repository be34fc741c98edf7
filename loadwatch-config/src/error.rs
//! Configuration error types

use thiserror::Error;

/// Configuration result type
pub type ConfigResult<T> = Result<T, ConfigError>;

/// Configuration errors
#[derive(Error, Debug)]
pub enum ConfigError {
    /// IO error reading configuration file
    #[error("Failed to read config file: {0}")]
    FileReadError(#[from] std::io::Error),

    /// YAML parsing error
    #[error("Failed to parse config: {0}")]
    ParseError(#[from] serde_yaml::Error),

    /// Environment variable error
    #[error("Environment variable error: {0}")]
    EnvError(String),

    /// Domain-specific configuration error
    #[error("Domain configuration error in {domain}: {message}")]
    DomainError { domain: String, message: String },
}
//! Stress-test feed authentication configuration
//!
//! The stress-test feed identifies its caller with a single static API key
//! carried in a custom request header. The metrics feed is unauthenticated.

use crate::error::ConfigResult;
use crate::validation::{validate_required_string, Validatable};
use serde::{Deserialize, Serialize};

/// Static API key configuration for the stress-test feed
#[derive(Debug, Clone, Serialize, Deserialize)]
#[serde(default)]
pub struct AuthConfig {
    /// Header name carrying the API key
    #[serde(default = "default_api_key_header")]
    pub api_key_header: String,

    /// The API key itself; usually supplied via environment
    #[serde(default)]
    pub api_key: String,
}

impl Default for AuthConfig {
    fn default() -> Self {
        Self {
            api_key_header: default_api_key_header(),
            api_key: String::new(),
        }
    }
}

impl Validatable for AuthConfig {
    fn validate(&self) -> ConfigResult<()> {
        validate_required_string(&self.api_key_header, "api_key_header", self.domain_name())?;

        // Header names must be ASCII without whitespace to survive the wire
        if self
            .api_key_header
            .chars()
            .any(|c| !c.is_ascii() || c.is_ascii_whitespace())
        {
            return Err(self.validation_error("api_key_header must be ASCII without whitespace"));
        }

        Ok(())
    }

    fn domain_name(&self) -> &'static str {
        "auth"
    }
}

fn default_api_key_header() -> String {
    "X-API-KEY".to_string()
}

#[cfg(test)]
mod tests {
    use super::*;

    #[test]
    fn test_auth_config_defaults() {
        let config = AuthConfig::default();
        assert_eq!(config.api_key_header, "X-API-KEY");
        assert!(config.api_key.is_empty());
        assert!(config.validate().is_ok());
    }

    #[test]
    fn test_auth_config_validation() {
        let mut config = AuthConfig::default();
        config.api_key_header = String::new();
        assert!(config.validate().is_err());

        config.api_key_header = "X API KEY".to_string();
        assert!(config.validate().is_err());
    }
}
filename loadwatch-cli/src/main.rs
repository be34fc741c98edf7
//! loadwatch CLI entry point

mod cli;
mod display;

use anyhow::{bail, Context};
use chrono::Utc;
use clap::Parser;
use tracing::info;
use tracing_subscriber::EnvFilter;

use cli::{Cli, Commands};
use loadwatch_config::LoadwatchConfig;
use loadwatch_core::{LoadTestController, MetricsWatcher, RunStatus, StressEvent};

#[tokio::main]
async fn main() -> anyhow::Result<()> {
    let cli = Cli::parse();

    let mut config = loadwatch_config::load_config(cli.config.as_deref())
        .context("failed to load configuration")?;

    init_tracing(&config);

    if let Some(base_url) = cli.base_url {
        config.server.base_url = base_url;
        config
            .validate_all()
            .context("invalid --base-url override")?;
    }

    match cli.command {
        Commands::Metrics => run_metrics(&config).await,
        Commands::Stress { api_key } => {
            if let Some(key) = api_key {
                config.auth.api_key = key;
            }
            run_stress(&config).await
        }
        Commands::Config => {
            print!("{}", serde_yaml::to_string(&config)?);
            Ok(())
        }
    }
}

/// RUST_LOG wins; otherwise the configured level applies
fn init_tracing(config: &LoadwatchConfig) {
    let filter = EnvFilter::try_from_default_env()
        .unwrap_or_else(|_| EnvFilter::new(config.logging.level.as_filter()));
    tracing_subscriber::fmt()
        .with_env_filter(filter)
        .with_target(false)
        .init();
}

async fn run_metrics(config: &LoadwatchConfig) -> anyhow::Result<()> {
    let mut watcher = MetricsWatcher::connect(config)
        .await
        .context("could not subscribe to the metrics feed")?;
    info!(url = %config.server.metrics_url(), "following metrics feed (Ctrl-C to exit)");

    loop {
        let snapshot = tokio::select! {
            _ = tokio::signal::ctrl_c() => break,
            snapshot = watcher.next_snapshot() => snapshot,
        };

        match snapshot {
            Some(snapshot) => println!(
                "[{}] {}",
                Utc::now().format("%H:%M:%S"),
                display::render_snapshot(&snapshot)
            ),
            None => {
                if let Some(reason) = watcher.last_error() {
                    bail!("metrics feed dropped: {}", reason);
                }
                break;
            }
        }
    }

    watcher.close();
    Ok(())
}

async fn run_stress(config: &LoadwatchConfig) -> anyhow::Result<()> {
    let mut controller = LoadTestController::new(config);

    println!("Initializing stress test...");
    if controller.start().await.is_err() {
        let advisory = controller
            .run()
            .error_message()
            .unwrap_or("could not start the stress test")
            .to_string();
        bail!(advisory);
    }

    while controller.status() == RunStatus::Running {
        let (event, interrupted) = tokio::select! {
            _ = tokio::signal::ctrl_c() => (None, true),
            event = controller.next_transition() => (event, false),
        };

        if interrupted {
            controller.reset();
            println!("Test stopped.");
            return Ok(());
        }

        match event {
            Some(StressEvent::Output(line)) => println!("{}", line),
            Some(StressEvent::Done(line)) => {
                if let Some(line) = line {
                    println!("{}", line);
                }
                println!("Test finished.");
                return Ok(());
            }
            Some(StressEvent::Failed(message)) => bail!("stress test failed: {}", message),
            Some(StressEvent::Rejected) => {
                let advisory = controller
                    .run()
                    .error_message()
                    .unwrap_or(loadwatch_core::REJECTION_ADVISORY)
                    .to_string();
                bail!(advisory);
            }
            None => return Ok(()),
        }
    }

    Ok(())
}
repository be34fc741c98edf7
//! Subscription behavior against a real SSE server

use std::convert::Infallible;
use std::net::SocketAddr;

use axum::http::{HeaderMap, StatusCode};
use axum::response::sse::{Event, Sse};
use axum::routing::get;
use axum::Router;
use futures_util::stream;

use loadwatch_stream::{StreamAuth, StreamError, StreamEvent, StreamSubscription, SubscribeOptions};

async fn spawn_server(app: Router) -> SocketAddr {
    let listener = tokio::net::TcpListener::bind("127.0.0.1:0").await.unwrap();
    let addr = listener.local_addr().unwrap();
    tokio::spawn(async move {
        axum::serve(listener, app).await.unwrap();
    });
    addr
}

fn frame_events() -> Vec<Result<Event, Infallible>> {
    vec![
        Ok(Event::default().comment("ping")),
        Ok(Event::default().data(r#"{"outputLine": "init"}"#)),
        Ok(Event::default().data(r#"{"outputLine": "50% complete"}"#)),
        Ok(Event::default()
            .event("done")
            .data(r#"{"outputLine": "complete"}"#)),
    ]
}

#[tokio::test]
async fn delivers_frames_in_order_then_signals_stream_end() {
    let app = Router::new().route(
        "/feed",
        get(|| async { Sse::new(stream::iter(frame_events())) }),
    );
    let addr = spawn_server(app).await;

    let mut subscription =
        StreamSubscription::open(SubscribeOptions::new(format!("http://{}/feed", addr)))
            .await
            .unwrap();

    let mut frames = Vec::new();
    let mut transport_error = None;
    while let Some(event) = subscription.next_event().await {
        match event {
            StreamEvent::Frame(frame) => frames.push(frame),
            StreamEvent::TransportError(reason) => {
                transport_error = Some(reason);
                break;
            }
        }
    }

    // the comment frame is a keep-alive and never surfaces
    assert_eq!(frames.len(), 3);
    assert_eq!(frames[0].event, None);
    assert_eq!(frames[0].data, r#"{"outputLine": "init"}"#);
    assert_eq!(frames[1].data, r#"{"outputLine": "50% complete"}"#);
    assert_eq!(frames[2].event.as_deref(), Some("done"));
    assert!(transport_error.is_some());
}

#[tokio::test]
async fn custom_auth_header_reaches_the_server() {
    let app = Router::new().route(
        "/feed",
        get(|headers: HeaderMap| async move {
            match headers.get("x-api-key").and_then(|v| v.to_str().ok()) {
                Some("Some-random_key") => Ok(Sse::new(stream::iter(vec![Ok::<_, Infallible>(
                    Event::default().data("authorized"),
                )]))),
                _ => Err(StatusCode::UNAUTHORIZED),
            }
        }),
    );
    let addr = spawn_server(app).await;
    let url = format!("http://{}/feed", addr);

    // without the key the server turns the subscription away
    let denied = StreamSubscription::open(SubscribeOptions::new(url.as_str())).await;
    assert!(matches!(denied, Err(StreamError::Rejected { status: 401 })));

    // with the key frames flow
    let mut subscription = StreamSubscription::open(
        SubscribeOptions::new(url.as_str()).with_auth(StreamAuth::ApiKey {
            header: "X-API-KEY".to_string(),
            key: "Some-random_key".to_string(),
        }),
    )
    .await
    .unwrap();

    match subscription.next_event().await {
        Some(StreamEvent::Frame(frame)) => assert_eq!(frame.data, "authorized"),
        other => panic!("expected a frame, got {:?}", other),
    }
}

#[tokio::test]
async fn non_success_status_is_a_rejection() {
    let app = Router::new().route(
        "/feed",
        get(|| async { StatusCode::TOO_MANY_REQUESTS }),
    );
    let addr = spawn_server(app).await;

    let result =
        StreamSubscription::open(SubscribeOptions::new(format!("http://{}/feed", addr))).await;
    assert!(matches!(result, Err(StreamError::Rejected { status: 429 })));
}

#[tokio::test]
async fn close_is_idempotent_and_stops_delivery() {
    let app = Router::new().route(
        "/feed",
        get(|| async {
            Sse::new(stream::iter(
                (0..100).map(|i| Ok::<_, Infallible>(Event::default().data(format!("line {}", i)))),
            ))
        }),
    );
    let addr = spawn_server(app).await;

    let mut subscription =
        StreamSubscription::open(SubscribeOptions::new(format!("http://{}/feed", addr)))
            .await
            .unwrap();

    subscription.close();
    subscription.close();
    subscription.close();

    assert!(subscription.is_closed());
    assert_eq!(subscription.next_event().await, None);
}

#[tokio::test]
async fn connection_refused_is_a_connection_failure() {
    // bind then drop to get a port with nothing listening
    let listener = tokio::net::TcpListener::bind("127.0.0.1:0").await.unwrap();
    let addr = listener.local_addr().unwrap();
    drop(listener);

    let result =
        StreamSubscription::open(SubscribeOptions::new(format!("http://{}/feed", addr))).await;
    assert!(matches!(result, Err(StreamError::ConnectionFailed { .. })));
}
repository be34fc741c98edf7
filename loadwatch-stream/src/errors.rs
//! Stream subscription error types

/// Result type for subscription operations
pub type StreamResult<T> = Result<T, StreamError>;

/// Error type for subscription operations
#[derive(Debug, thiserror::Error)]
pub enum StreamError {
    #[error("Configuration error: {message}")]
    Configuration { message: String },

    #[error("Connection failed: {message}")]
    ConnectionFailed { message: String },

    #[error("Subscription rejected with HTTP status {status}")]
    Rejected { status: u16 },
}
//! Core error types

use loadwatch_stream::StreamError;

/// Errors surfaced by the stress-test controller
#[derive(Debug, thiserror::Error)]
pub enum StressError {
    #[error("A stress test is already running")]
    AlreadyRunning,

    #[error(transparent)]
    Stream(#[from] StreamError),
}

* **What is being asked**
Word for word, output the lines of the data from its first line through the line where "impl Default for" appears, and stop there.

* **Solved exercise**
repository be34fc741c98edf7
filename loadwatch-config/src/error.rs
//! Configuration error types

use thiserror::Error;

/// Configuration result type
pub type ConfigResult<T> = Result<T, ConfigError>;

/// Configuration errors
#[derive(Error, Debug)]
pub enum ConfigError {
    /// IO error reading configuration file
    #[error("Failed to read config file: {0}")]
    FileReadError(#[from] std::io::Error),

    /// YAML parsing error
    #[error("Failed to parse config: {0}")]
    ParseError(#[from] serde_yaml::Error),

    /// Environment variable error
    #[error("Environment variable error: {0}")]
    EnvError(String),

    /// Domain-specific configuration error
    #[error("Domain configuration error in {domain}: {message}")]
    DomainError { domain: String, message: String },
}
//! Stress-test feed authentication configuration
//!
//! The stress-test feed identifies its caller with a single static API key
//! carried in a custom request header. The metrics feed is unauthenticated.

use crate::error::ConfigResult;
use crate::validation::{validate_required_string, Validatable};
use serde::{Deserialize, Serialize};

/// Static API key configuration for the stress-test feed
#[derive(Debug, Clone, Serialize, Deserialize)]
#[serde(default)]
pub struct AuthConfig {
    /// Header name carrying the API key
    #[serde(default = "default_api_key_header")]
    pub api_key_header: String,

    /// The API key itself; usually supplied via environment
    #[serde(default)]
    pub api_key: String,
}

impl Default for AuthConfig {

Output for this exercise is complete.